(YOUR GOAL): Going through the data below, please show each line containing the string "false".

TASK INPUTS below:

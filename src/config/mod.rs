//! Configuration and path management

pub mod paths;
pub mod settings;

pub use paths::SpendPaths;
pub use settings::Settings;
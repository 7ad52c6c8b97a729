//! Flat-file storage layer
//!
//! The ledger lives in a plain text file, one comma-separated record per
//! line. This module owns the record codec, atomic rewrites, and the
//! single-slot startup backup.

pub mod file_io;
pub mod ledger_file;

pub use ledger_file::{LedgerStore, TIMESTAMP_FORMAT};
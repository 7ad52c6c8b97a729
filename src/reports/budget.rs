//! Monthly budget report
//!
//! Summarizes a ledger against a monthly budget: per-category totals, total
//! spent, remaining budget, remaining days in the calendar month, the daily
//! allowance derived from them, and a record-by-record running balance.

use chrono::{Datelike, NaiveDate};

use crate::error::{SpendError, SpendResult};
use crate::models::{Category, Expense, Ledger, Money};

/// Total spending for one category
#[derive(Debug, Clone, PartialEq, Eq)]
pub struct CategoryTotal {
    /// Category label
    pub category: Category,
    /// Sum of amounts for this category
    pub total: Money,
}

/// One step of the ledger-order balance walk
///
/// `balance_after` is the budget remaining after subtracting this record and
/// every record before it in ledger order. It is a partial sum, distinct from
/// the report's final `remaining_budget`; the two coincide only at the last
/// record.
#[derive(Debug, Clone, PartialEq, Eq)]
pub struct RunningBalance {
    /// The record at this step
    pub expense: Expense,
    /// Budget remaining after this record
    pub balance_after: Money,
}

/// Budget summary for one ledger
#[derive(Debug, Clone)]
pub struct BudgetReport {
    /// The configured budget for the month
    pub monthly_budget: Money,
    /// The date the report was computed for
    pub as_of: NaiveDate,
    /// Per-category totals, in order of each category's first appearance
    pub category_totals: Vec<CategoryTotal>,
    /// Sum of all recorded amounts
    pub total_spent: Money,
    /// `monthly_budget - total_spent`
    pub remaining_budget: Money,
    /// Calendar days in the month of `as_of`
    pub days_in_month: u32,
    /// Days left in the month after `as_of`
    pub remaining_days: u32,
    /// `remaining_budget` spread over `remaining_days` (truncated to sen)
    pub daily_budget: Money,
    /// The ledger-order balance walk, one entry per record
    pub running_balances: Vec<RunningBalance>,
    /// Whether spending has exceeded the budget; see `generate`
    pub exceeded: bool,
}

impl BudgetReport {
    /// Generate a budget report for a ledger
    ///
    /// Fails with `NoRemainingDays` when `as_of` is the last day of its
    /// month, since no days remain to spread the remaining budget over.
    ///
    /// The `exceeded` flag compares total spending against the post-walk
    /// running balance rather than the monthly budget, so it only trips once
    /// spending passes half the budget. This reproduces the behavior the
    /// tracker has always had; callers relying on a strict over-budget check
    /// should compare `total_spent` with `monthly_budget` themselves.
    pub fn generate(
        ledger: &Ledger,
        monthly_budget: Money,
        as_of: NaiveDate,
    ) -> SpendResult<Self> {
        // Category totals in first-appearance order, so report output is
        // deterministic for the same ledger.
        let mut category_totals: Vec<CategoryTotal> = Vec::new();
        for expense in ledger {
            match category_totals
                .iter_mut()
                .find(|t| t.category == expense.category)
            {
                Some(entry) => entry.total += expense.amount,
                None => category_totals.push(CategoryTotal {
                    category: expense.category.clone(),
                    total: expense.amount,
                }),
            }
        }

        let total_spent: Money = ledger.iter().map(|e| e.amount).sum();
        let remaining_budget = monthly_budget - total_spent;

        let days_in_month = days_in_month(as_of);
        let remaining_days = days_in_month - as_of.day();
        if remaining_days == 0 {
            return Err(SpendError::NoRemainingDays);
        }
        let daily_budget = remaining_budget.per_day(remaining_days);

        // Walk records in ledger order (not necessarily chronological),
        // recording the balance after each one.
        let mut balance = monthly_budget;
        let mut running_balances = Vec::with_capacity(ledger.len());
        for expense in ledger {
            balance -= expense.amount;
            running_balances.push(RunningBalance {
                expense: expense.clone(),
                balance_after: balance,
            });
        }

        let exceeded = total_spent > balance;

        Ok(Self {
            monthly_budget,
            as_of,
            category_totals,
            total_spent,
            remaining_budget,
            days_in_month,
            remaining_days,
            daily_budget,
            running_balances,
            exceeded,
        })
    }
}

/// Number of calendar days in the month containing `date`
fn days_in_month(date: NaiveDate) -> u32 {
    let next_month_first = if date.month() == 12 {
        NaiveDate::from_ymd_opt(date.year() + 1, 1, 1)
    } else {
        NaiveDate::from_ymd_opt(date.year(), date.month() + 1, 1)
    };
    next_month_first
        .and_then(|d| d.pred_opt())
        .map(|d| d.day())
        .unwrap_or(31)
}

#[cfg(test)]
mod tests {
    use super::*;
    use crate::models::Category;
    use chrono::NaiveDateTime;

    fn expense(name: &str, sen: i64, category: &str) -> Expense {
        Expense::with_timestamp(
            name,
            Money::from_sen(sen),
            Category::parse(category),
            NaiveDateTime::parse_from_str("2024-01-01 12:00:00", "%Y-%m-%d %H:%M:%S").unwrap(),
        )
    }

    fn date(y: i32, m: u32, d: u32) -> NaiveDate {
        NaiveDate::from_ymd_opt(y, m, d).unwrap()
    }

    #[test]
    fn test_scenario_food_and_home() {
        let mut ledger = Ledger::new();
        ledger.push(expense("Lunch", 5000, "Food"));
        ledger.push(expense("Bulbs", 3000, "Home"));

        let report =
            BudgetReport::generate(&ledger, Money::from_sen(20000), date(2024, 1, 15)).unwrap();

        assert_eq!(report.category_totals.len(), 2);
        assert_eq!(report.category_totals[0].category, Category::Food);
        assert_eq!(report.category_totals[0].total.sen(), 5000);
        assert_eq!(report.category_totals[1].category, Category::Home);
        assert_eq!(report.category_totals[1].total.sen(), 3000);
        assert_eq!(report.total_spent.sen(), 8000);
        assert_eq!(report.remaining_budget.sen(), 12000);
    }

    #[test]
    fn test_category_totals_sum_to_total_spent() {
        let mut ledger = Ledger::new();
        ledger.push(expense("a", 1111, "Food"));
        ledger.push(expense("b", 2222, "Home"));
        ledger.push(expense("c", 3333, "Food"));
        ledger.push(expense("d", 4444, "Travel"));

        let report =
            BudgetReport::generate(&ledger, Money::from_sen(100000), date(2024, 1, 15)).unwrap();

        let sum: Money = report.category_totals.iter().map(|t| t.total).sum();
        assert_eq!(sum, report.total_spent);
        assert_eq!(
            report.remaining_budget,
            Money::from_sen(100000) - report.total_spent
        );
    }

    #[test]
    fn test_category_order_is_first_appearance() {
        let mut ledger = Ledger::new();
        ledger.push(expense("a", 100, "Study"));
        ledger.push(expense("b", 200, "Food"));
        ledger.push(expense("c", 300, "Study"));

        let report =
            BudgetReport::generate(&ledger, Money::from_sen(10000), date(2024, 1, 15)).unwrap();

        assert_eq!(report.category_totals[0].category, Category::Study);
        assert_eq!(report.category_totals[0].total.sen(), 400);
        assert_eq!(report.category_totals[1].category, Category::Food);
    }

    #[test]
    fn test_last_day_of_month_fails() {
        let ledger = Ledger::new();

        let err = BudgetReport::generate(&ledger, Money::from_sen(10000), date(2024, 1, 31))
            .unwrap_err();
        assert!(matches!(err, SpendError::NoRemainingDays));

        // Leap-year February
        let err = BudgetReport::generate(&ledger, Money::from_sen(10000), date(2024, 2, 29))
            .unwrap_err();
        assert!(matches!(err, SpendError::NoRemainingDays));
    }

    #[test]
    fn test_remaining_days_and_daily_budget() {
        let mut ledger = Ledger::new();
        ledger.push(expense("a", 8000, "Food"));

        // January 15: 31 days in month, 16 remaining
        let report =
            BudgetReport::generate(&ledger, Money::from_sen(20000), date(2024, 1, 15)).unwrap();

        assert_eq!(report.days_in_month, 31);
        assert_eq!(report.remaining_days, 16);
        assert_eq!(report.daily_budget.sen(), 12000 / 16);
    }

    #[test]
    fn test_running_balances_are_partial_sums() {
        let mut ledger = Ledger::new();
        ledger.push(expense("a", 3000, "Food"));
        ledger.push(expense("b", 2000, "Home"));

        let report =
            BudgetReport::generate(&ledger, Money::from_sen(10000), date(2024, 1, 15)).unwrap();

        assert_eq!(report.running_balances.len(), 2);
        assert_eq!(report.running_balances[0].balance_after.sen(), 7000);
        assert_eq!(report.running_balances[1].balance_after.sen(), 5000);
        assert_eq!(
            report.running_balances[1].balance_after,
            report.remaining_budget
        );
    }

    #[test]
    fn test_exceeded_trips_past_half_budget() {
        let budget = Money::from_sen(10000);

        // Spent 40% of budget: 4000 > 6000 is false
        let mut under = Ledger::new();
        under.push(expense("a", 4000, "Food"));
        let report = BudgetReport::generate(&under, budget, date(2024, 1, 15)).unwrap();
        assert!(!report.exceeded);

        // Spent exactly half: 5000 > 5000 is false
        let mut half = Ledger::new();
        half.push(expense("a", 5000, "Food"));
        let report = BudgetReport::generate(&half, budget, date(2024, 1, 15)).unwrap();
        assert!(!report.exceeded);

        // Spent 60%: 6000 > 4000 trips the flag even though the budget
        // itself is not exhausted
        let mut over_half = Ledger::new();
        over_half.push(expense("a", 6000, "Food"));
        let report = BudgetReport::generate(&over_half, budget, date(2024, 1, 15)).unwrap();
        assert!(report.exceeded);
    }

    #[test]
    fn test_empty_ledger_report() {
        let ledger = Ledger::new();
        let report =
            BudgetReport::generate(&ledger, Money::from_sen(20000), date(2024, 1, 15)).unwrap();

        assert!(report.category_totals.is_empty());
        assert!(report.running_balances.is_empty());
        assert_eq!(report.total_spent, Money::zero());
        assert_eq!(report.remaining_budget.sen(), 20000);
        assert!(!report.exceeded);
    }

    #[test]
    fn test_days_in_month() {
        assert_eq!(days_in_month(date(2024, 1, 10)), 31);
        assert_eq!(days_in_month(date(2024, 2, 10)), 29);
        assert_eq!(days_in_month(date(2025, 2, 10)), 28);
        assert_eq!(days_in_month(date(2024, 4, 10)), 30);
        assert_eq!(days_in_month(date(2024, 12, 10)), 31);
    }
}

End of TASK INPUTS.

(PROBLEM SOLUTION):
        // Spent 40% of budget: 4000 > 6000 is false
        // Spent exactly half: 5000 > 5000 is false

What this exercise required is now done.